__Your objective__
Reproduce the data below word for word.

__Data listing__
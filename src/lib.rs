//! # Resizer
//!
//! Fit-to-box image downscaling and fixed-size square thumbnails.
//!
//! # Architecture: Plan, Halve, Resample
//!
//! Every fit goes through the same short pipeline over an in-memory RGBA8
//! raster:
//!
//! ```text
//! 1. Resolve   config + source size  →  snap axis and target   (pure math)
//! 2. Halve     raster                →  raster / 2              (while ≥ 2× target)
//! 3. Resample  raster                →  exact target            (one bilinear pass)
//! ```
//!
//! Thumbnails skip step 2: the source is center-cropped to a square and
//! resampled straight to `thumb_size × thumb_size`.
//!
//! The dimension logic is a pure function ([`imaging::plan_fit`]), so the whole
//! pipeline can be checked without touching a pixel, and the kernels can be
//! tested against hand-computed values.
//!
//! # Module Map
//!
//! | Module | Role |
//! |--------|------|
//! | [`imaging`] | Raster model, fit resolver, box downscaler, bilinear resampler, thumbnails, decode/encode backend |
//! | [`config`] | Layered `ScaleConfig` loading, validation and shallow merging |
//! | [`process`] | Parallel batch runs over files, progress events, JSON manifest |
//! | [`output`] | CLI output formatting for batch results |
//!
//! # Design Decisions
//!
//! ## Box Averaging Before Bilinear
//!
//! A single bilinear pass only ever looks at four source pixels, so a large
//! reduction skips most of the image and aliases. Halving first with a 2×2
//! area average brings the image within 2× of the target, where four taps are
//! enough. The final pass is the only fractional step.
//!
//! ## Never Upscale
//!
//! `fit` returns the source unchanged when it is already within the bounds.
//! The thumbnail path is the exception: it always produces the exact size.
//!
//! ## Own Kernels, `image` for I/O
//!
//! The `image` crate decodes and encodes, and nothing more. Keeping the
//! kernels in this crate pins their rounding: every derived dimension and every
//! stored channel is rounded half-up.
//!
//! ## Immutable Config
//!
//! [`config::ScaleConfig`] is a plain value. Changing settings means building a
//! new one via [`config::ScaleConfig::merged`] or [`config::merge_config`];
//! nothing is shared or mutated behind the pipeline's back.

pub mod config;
pub mod imaging;
pub mod output;
pub mod process;

#[cfg(test)]
pub(crate) mod test_helpers;
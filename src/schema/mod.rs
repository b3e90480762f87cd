//! Schema module - configuration and setup types for the solver.

mod config;
mod mask;

pub use config::*;
pub use mask::*;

__Output for this exercise__
filename src/lib.rs
//! # Resizer
//!
//! Fit-to-box image downscaling and fixed-size square thumbnails.
//!
//! # Architecture: Plan, Halve, Resample
//!
//! Every fit goes through the same short pipeline over an in-memory RGBA8
//! raster:
//!
//! ```text
//! 1. Resolve   config + source size  →  snap axis and target   (pure math)
//! 2. Halve     raster                →  raster / 2              (while ≥ 2× target)
//! 3. Resample  raster                →  exact target            (one bilinear pass)
//! ```
//!
//! Thumbnails skip step 2: the source is center-cropped to a square and
//! resampled straight to `thumb_size × thumb_size`.
//!
//! The dimension logic is a pure function ([`imaging::plan_fit`]), so the whole
//! pipeline can be checked without touching a pixel, and the kernels can be
//! tested against hand-computed values.
//!
//! # Module Map
//!
//! | Module | Role |
//! |--------|------|
//! | [`imaging`] | Raster model, fit resolver, box downscaler, bilinear resampler, thumbnails, decode/encode backend |
//! | [`config`] | Layered `ScaleConfig` loading, validation and shallow merging |
//! | [`process`] | Parallel batch runs over files, progress events, JSON manifest |
//! | [`output`] | CLI output formatting for batch results |
//!
//! # Design Decisions
//!
//! ## Box Averaging Before Bilinear
//!
//! A single bilinear pass only ever looks at four source pixels, so a large
//! reduction skips most of the image and aliases. Halving first with a 2×2
//! area average brings the image within 2× of the target, where four taps are
//! enough. The final pass is the only fractional step.
//!
//! ## Never Upscale
//!
//! `fit` returns the source unchanged when it is already within the bounds.
//! The thumbnail path is the exception: it always produces the exact size.
//!
//! ## Own Kernels, `image` for I/O
//!
//! The `image` crate decodes and encodes, and nothing more. Keeping the
//! kernels in this crate pins their rounding: every derived dimension and every
//! stored channel is rounded half-up.
//!
//! ## Immutable Config
//!
//! [`config::ScaleConfig`] is a plain value. Changing settings means building a
//! new one via [`config::ScaleConfig::merged`] or [`config::merge_config`];
//! nothing is shared or mutated behind the pipeline's back.

pub mod config;
pub mod imaging;
pub mod output;
pub mod process;

#[cfg(test)]
pub(crate) mod test_helpers;
filename src/schema/mod.rs
repository b3e90480762f87cd
//! Schema module - configuration and setup types for the solver.

mod config;
mod mask;

pub use config::*;
pub use mask::*;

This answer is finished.